_RECORDS:_

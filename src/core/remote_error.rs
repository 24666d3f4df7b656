use thiserror::Error;

/// Failure talking to any remote Google service.
///
/// Lives in core so services can match on it without knowing about HTTP.
#[derive(Debug, Clone, Error)]
pub enum RemoteError {
    #[error("Authentication failed: {0}")]
    Auth(String),

    #[error("Request failed: {0}")]
    Transport(String),

    #[error("Google API error ({status}): {message}")]
    Api { status: u16, message: String },

    #[error("Unexpected response: {0}")]
    Decode(String),

    #[error("Not found: {0}")]
    NotFound(String),
}

/// True when an error message carries Google's insufficient-scope reason,
/// which usually means the token file predates a scope change and must be
/// re-authorized. Works on rendered error chains.
pub fn reports_insufficient_scope(message: &str) -> bool {
    message.contains("SCOPE_INSUFFICIENT")
}
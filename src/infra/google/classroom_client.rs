use async_trait::async_trait;
use chrono::{DateTime, Utc};
use serde::{Deserialize, Serialize};
use serde_json::json;

use super::google_api::{GoogleApi, Paged};
use crate::core::classroom::{
    ClassroomDirectory, Course, CourseMaterial, CourseState, CourseWork, NewCourse,
    NewCourseMaterial, NewCourseWork, Student, Submission, Topic,
};
use crate::core::remote::RemoteError;

const CLASSROOM_BASE: &str = "https://classroom.googleapis.com/v1";
const PAGE_SIZE: &str = "100";

/// Google Classroom v1 client. Every listing goes through `GoogleApi::list_all`.
pub struct ClassroomApiClient {
    api: GoogleApi,
    base_url: String,
}

impl ClassroomApiClient {
    pub fn new(api: GoogleApi) -> Self {
        Self {
            api,
            base_url: CLASSROOM_BASE.to_string(),
        }
    }

    fn course_url(&self, course_id: &str) -> String {
        format!("{}/courses/{}", self.base_url, course_id)
    }

    fn paged_query() -> Vec<(&'static str, String)> {
        vec![("pageSize", PAGE_SIZE.to_string())]
    }

    fn map_course(api: ApiCourse) -> Course {
        Course {
            state: api
                .course_state
                .as_deref()
                .and_then(|s| s.parse().ok())
                .unwrap_or(CourseState::Active),
            id: api.id,
            name: api.name.unwrap_or_else(|| "(untitled course)".to_string()),
            section: api.section,
            room: api.room,
            description_heading: api.description_heading,
            enrollment_code: api.enrollment_code,
            updated_at: api
                .update_time
                .as_deref()
                .and_then(|v| DateTime::parse_from_rfc3339(v).ok())
                .map(|dt| dt.with_timezone(&Utc)),
        }
    }

    fn map_course_work(api: ApiCourseWork) -> CourseWork {
        CourseWork {
            id: api.id,
            title: api.title.unwrap_or_else(|| "(untitled)".to_string()),
            work_type: api.work_type,
            max_points: api.max_points,
            link_urls: api
                .materials
                .into_iter()
                .filter_map(|m| m.link.map(|l| l.url))
                .collect(),
        }
    }

    fn map_student(api: ApiStudent) -> Student {
        let profile = api.profile.unwrap_or_default();
        Student {
            user_id: api.user_id,
            full_name: profile.name.and_then(|n| n.full_name),
            email: profile.email_address,
        }
    }
}

#[async_trait]
impl ClassroomDirectory for ClassroomApiClient {
    async fn list_courses(&self, states: &[CourseState]) -> Result<Vec<Course>, RemoteError> {
        let mut query = Self::paged_query();
        for state in states {
            query.push(("courseStates", state.as_api_str().to_string()));
        }

        let url = format!("{}/courses", self.base_url);
        let courses = self.api.list_all::<CoursePage>(&url, &query).await?;
        Ok(courses.into_iter().map(Self::map_course).collect())
    }

    async fn get_course(&self, course_id: &str) -> Result<Course, RemoteError> {
        let api: ApiCourse = self.api.get_json(&self.course_url(course_id), &[]).await?;
        Ok(Self::map_course(api))
    }

    async fn create_course(&self, course: &NewCourse) -> Result<Course, RemoteError> {
        let body = ApiNewCourse {
            name: &course.name,
            section: course.section.as_deref(),
            room: course.room.as_deref(),
            description_heading: course.description_heading.as_deref(),
            owner_id: "me",
            course_state: course.state.as_api_str(),
        };
        let url = format!("{}/courses", self.base_url);
        let api: ApiCourse = self.api.post_json(&url, &body).await?;
        Ok(Self::map_course(api))
    }

    async fn update_course_state(
        &self,
        course_id: &str,
        state: CourseState,
    ) -> Result<Course, RemoteError> {
        let api: ApiCourse = self
            .api
            .patch_json(
                &self.course_url(course_id),
                &[("updateMask", "courseState".to_string())],
                &json!({ "courseState": state.as_api_str() }),
            )
            .await?;
        Ok(Self::map_course(api))
    }

    async fn delete_course(&self, course_id: &str) -> Result<(), RemoteError> {
        self.api.delete(&self.course_url(course_id)).await
    }

    async fn list_topics(&self, course_id: &str) -> Result<Vec<Topic>, RemoteError> {
        let url = format!("{}/topics", self.course_url(course_id));
        let topics = self
            .api
            .list_all::<TopicPage>(&url, &Self::paged_query())
            .await?;
        Ok(topics
            .into_iter()
            .map(|t| Topic {
                topic_id: t.topic_id,
                name: t.name.unwrap_or_default(),
            })
            .collect())
    }

    async fn create_topic(&self, course_id: &str, name: &str) -> Result<Topic, RemoteError> {
        let url = format!("{}/topics", self.course_url(course_id));
        let api: ApiTopic = self.api.post_json(&url, &json!({ "name": name })).await?;
        Ok(Topic {
            topic_id: api.topic_id,
            name: api.name.unwrap_or_else(|| name.to_string()),
        })
    }

    async fn list_course_work(&self, course_id: &str) -> Result<Vec<CourseWork>, RemoteError> {
        let url = format!("{}/courseWork", self.course_url(course_id));
        let works = self
            .api
            .list_all::<CourseWorkPage>(&url, &Self::paged_query())
            .await?;
        Ok(works.into_iter().map(Self::map_course_work).collect())
    }

    async fn create_course_work(
        &self,
        course_id: &str,
        work: &NewCourseWork,
    ) -> Result<CourseWork, RemoteError> {
        let materials: Vec<_> = work
            .link
            .iter()
            .map(|l| json!({ "link": { "url": l.url, "title": l.title } }))
            .collect();

        let mut body = json!({
            "title": work.title,
            "description": work.description,
            "materials": materials,
            "workType": "ASSIGNMENT",
            "state": "PUBLISHED",
            "maxPoints": work.max_points,
        });
        if let Some(topic_id) = &work.topic_id {
            body["topicId"] = json!(topic_id);
        }

        let url = format!("{}/courseWork", self.course_url(course_id));
        let api: ApiCourseWork = self.api.post_json(&url, &body).await?;
        Ok(Self::map_course_work(api))
    }

    async fn delete_course_work(&self, course_id: &str, work_id: &str) -> Result<(), RemoteError> {
        let url = format!("{}/courseWork/{}", self.course_url(course_id), work_id);
        self.api.delete(&url).await
    }

    async fn list_materials(&self, course_id: &str) -> Result<Vec<CourseMaterial>, RemoteError> {
        let url = format!("{}/courseWorkMaterials", self.course_url(course_id));
        let materials = self
            .api
            .list_all::<MaterialPage>(&url, &Self::paged_query())
            .await?;
        Ok(materials
            .into_iter()
            .map(|m| CourseMaterial {
                id: m.id,
                title: m.title.unwrap_or_default(),
            })
            .collect())
    }

    async fn create_material(
        &self,
        course_id: &str,
        material: &NewCourseMaterial,
    ) -> Result<CourseMaterial, RemoteError> {
        let mut body = json!({
            "title": material.title,
            "description": material.description,
            "materials": [
                { "driveFile": { "driveFile": { "id": material.drive_file_id } } }
            ],
            "state": "PUBLISHED",
        });
        if let Some(topic_id) = &material.topic_id {
            body["topicId"] = json!(topic_id);
        }

        let url = format!("{}/courseWorkMaterials", self.course_url(course_id));
        let api: ApiMaterial = self.api.post_json(&url, &body).await?;
        Ok(CourseMaterial {
            id: api.id,
            title: api.title.unwrap_or_else(|| material.title.clone()),
        })
    }

    async fn delete_material(&self, course_id: &str, material_id: &str) -> Result<(), RemoteError> {
        let url = format!(
            "{}/courseWorkMaterials/{}",
            self.course_url(course_id),
            material_id
        );
        self.api.delete(&url).await
    }

    async fn list_students(&self, course_id: &str) -> Result<Vec<Student>, RemoteError> {
        let url = format!("{}/students", self.course_url(course_id));
        let students = self
            .api
            .list_all::<StudentPage>(&url, &Self::paged_query())
            .await?;
        Ok(students.into_iter().map(Self::map_student).collect())
    }

    async fn list_submissions(
        &self,
        course_id: &str,
        work_id: &str,
    ) -> Result<Vec<Submission>, RemoteError> {
        let url = format!(
            "{}/courseWork/{}/studentSubmissions",
            self.course_url(course_id),
            work_id
        );
        let submissions = self
            .api
            .list_all::<SubmissionPage>(&url, &Self::paged_query())
            .await?;
        Ok(submissions
            .into_iter()
            .filter_map(|s| {
                s.user_id.map(|user_id| Submission {
                    id: s.id,
                    user_id,
                })
            })
            .collect())
    }

    async fn grade_submission(
        &self,
        course_id: &str,
        work_id: &str,
        submission_id: &str,
        grade: f64,
    ) -> Result<(), RemoteError> {
        let url = format!(
            "{}/courseWork/{}/studentSubmissions/{}",
            self.course_url(course_id),
            work_id,
            submission_id
        );
        let _: serde_json::Value = self
            .api
            .patch_json(
                &url,
                &[("updateMask", "draftGrade,assignedGrade".to_string())],
                &json!({ "draftGrade": grade, "assignedGrade": grade }),
            )
            .await?;
        Ok(())
    }
}

// Wire types

#[derive(Debug, Serialize)]
#[serde(rename_all = "camelCase")]
struct ApiNewCourse<'a> {
    name: &'a str,
    #[serde(skip_serializing_if = "Option::is_none")]
    section: Option<&'a str>,
    #[serde(skip_serializing_if = "Option::is_none")]
    room: Option<&'a str>,
    #[serde(skip_serializing_if = "Option::is_none")]
    description_heading: Option<&'a str>,
    owner_id: &'a str,
    course_state: &'a str,
}

#[derive(Debug, Deserialize)]
#[serde(rename_all = "camelCase")]
struct ApiCourse {
    id: String,
    name: Option<String>,
    section: Option<String>,
    room: Option<String>,
    description_heading: Option<String>,
    course_state: Option<String>,
    enrollment_code: Option<String>,
    update_time: Option<String>,
}

#[derive(Debug, Deserialize)]
#[serde(rename_all = "camelCase")]
struct CoursePage {
    #[serde(default)]
    courses: Vec<ApiCourse>,
    next_page_token: Option<String>,
}

impl Paged for CoursePage {
    type Item = ApiCourse;

    fn into_page(self) -> (Vec<ApiCourse>, Option<String>) {
        (self.courses, self.next_page_token)
    }
}

#[derive(Debug, Deserialize)]
#[serde(rename_all = "camelCase")]
struct ApiTopic {
    topic_id: String,
    name: Option<String>,
}

#[derive(Debug, Deserialize)]
#[serde(rename_all = "camelCase")]
struct TopicPage {
    #[serde(default)]
    topic: Vec<ApiTopic>,
    next_page_token: Option<String>,
}

impl Paged for TopicPage {
    type Item = ApiTopic;

    fn into_page(self) -> (Vec<ApiTopic>, Option<String>) {
        (self.topic, self.next_page_token)
    }
}

#[derive(Debug, Deserialize)]
struct ApiLink {
    url: String,
}

#[derive(Debug, Deserialize)]
struct ApiMaterialRef {
    link: Option<ApiLink>,
}

#[derive(Debug, Deserialize)]
#[serde(rename_all = "camelCase")]
struct ApiCourseWork {
    id: String,
    title: Option<String>,
    work_type: Option<String>,
    max_points: Option<f64>,
    #[serde(default)]
    materials: Vec<ApiMaterialRef>,
}

#[derive(Debug, Deserialize)]
#[serde(rename_all = "camelCase")]
struct CourseWorkPage {
    #[serde(default)]
    course_work: Vec<ApiCourseWork>,
    next_page_token: Option<String>,
}

impl Paged for CourseWorkPage {
    type Item = ApiCourseWork;

    fn into_page(self) -> (Vec<ApiCourseWork>, Option<String>) {
        (self.course_work, self.next_page_token)
    }
}

#[derive(Debug, Deserialize)]
struct ApiMaterial {
    id: String,
    title: Option<String>,
}

#[derive(Debug, Deserialize)]
#[serde(rename_all = "camelCase")]
struct MaterialPage {
    #[serde(default)]
    course_work_material: Vec<ApiMaterial>,
    next_page_token: Option<String>,
}

impl Paged for MaterialPage {
    type Item = ApiMaterial;

    fn into_page(self) -> (Vec<ApiMaterial>, Option<String>) {
        (self.course_work_material, self.next_page_token)
    }
}

#[derive(Debug, Default, Deserialize)]
#[serde(rename_all = "camelCase")]
struct ApiName {
    full_name: Option<String>,
}

#[derive(Debug, Default, Deserialize)]
#[serde(rename_all = "camelCase")]
struct ApiProfile {
    name: Option<ApiName>,
    email_address: Option<String>,
}

#[derive(Debug, Deserialize)]
#[serde(rename_all = "camelCase")]
struct ApiStudent {
    user_id: String,
    profile: Option<ApiProfile>,
}

#[derive(Debug, Deserialize)]
#[serde(rename_all = "camelCase")]
struct StudentPage {
    #[serde(default)]
    students: Vec<ApiStudent>,
    next_page_token: Option<String>,
}

impl Paged for StudentPage {
    type Item = ApiStudent;

    fn into_page(self) -> (Vec<ApiStudent>, Option<String>) {
        (self.students, self.next_page_token)
    }
}

#[derive(Debug, Deserialize)]
#[serde(rename_all = "camelCase")]
struct ApiSubmission {
    id: String,
    user_id: Option<String>,
}

#[derive(Debug, Deserialize)]
#[serde(rename_all = "camelCase")]
struct SubmissionPage {
    #[serde(default)]
    student_submissions: Vec<ApiSubmission>,
    next_page_token: Option<String>,
}

impl Paged for SubmissionPage {
    type Item = ApiSubmission;

    fn into_page(self) -> (Vec<ApiSubmission>, Option<String>) {
        (self.student_submissions, self.next_page_token)
    }
}
use chrono::{DateTime, Utc};

/// A domain-agnostic event.
///
/// Events are:
/// - **immutable** (treat them as facts)
/// - **versioned** (schema evolution)
/// - emitted by domain operations and dispatched after the owning unit of
///   work commits
pub trait Event: Clone + core::fmt::Debug + Send + Sync + 'static {
    /// Stable event name/type identifier (e.g. "inventory.batch_consumed").
    fn event_type(&self) -> &'static str;

    /// Schema version for this event type.
    fn version(&self) -> u32;

    /// When the event occurred (business time).
    fn occurred_at(&self) -> DateTime<Utc>;
}
//! Discount configuration shared by products, order items, and orders.

use rust_decimal::Decimal;
use serde::{Deserialize, Serialize};

use larder_core::DiscountId;

/// A discount as configured on a product, an order item, or an order.
///
/// How each variant turns into a currency amount is the pricing engine's
/// concern; this type only records what was configured.
#[derive(Debug, Default, Copy, Clone, PartialEq, Eq, Serialize, Deserialize)]
#[serde(tag = "type", content = "value", rename_all = "snake_case")]
pub enum Discount {
    /// No discount configured.
    #[default]
    None,
    /// Flat amount subtracted from the sub-total.
    Cash(Decimal),
    /// Percentage of the sub-total (0–100).
    Percentage(Decimal),
    /// Reference to a reusable saved discount.
    Saved(DiscountId),
}

impl Discount {
    pub fn is_none(&self) -> bool {
        matches!(self, Discount::None)
    }
}

/// A reusable, named percentage discount.
#[derive(Debug, Clone, PartialEq, Eq, Serialize, Deserialize)]
pub struct SavedDiscount {
    pub id: DiscountId,
    pub name: String,
    /// Percentage of the sub-total (0–100).
    pub percent: Decimal,
}

impl SavedDiscount {
    pub fn new(id: DiscountId, name: impl Into<String>, percent: Decimal) -> Self {
        Self {
            id,
            name: name.into(),
            percent,
        }
    }
}
//! `larder-core` — domain foundation building blocks.
//!
//! This crate contains **pure domain** primitives (no infrastructure concerns).

pub mod entity;
pub mod error;
pub mod id;

pub use entity::{Entity, ExpectedVersion};
pub use error::{DomainError, DomainResult};
pub use id::{
    AlertId, BatchId, DiscountId, MaterialId, OrderId, OrderItemId, ProductId, RecipeId, UserId,
};
//! `larder-alerts` — stock alert model and threshold evaluation.
//!
//! The engine decides transitions; it never touches storage. Applying a
//! transition (and enforcing the one-unresolved-alert-per-key guard) is the
//! alert store's job.

pub mod alert;
pub mod engine;

pub use alert::{AlertSeverity, AlertType, StockAlert};
pub use engine::{
    AlertEvent, AlertRaised, AlertResolved, AlertTransition, evaluate, evaluate_batches,
    evaluate_material,
};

_WORK INSTRUCTIONS:_
Using the entries above, copy out all lines that contain the string "MaterialPage".

_OUTPUT FOR THIS EXERCISE:_
            .list_all::<MaterialPage>(&url, &Self::paged_query())
struct MaterialPage {
impl Paged for MaterialPage {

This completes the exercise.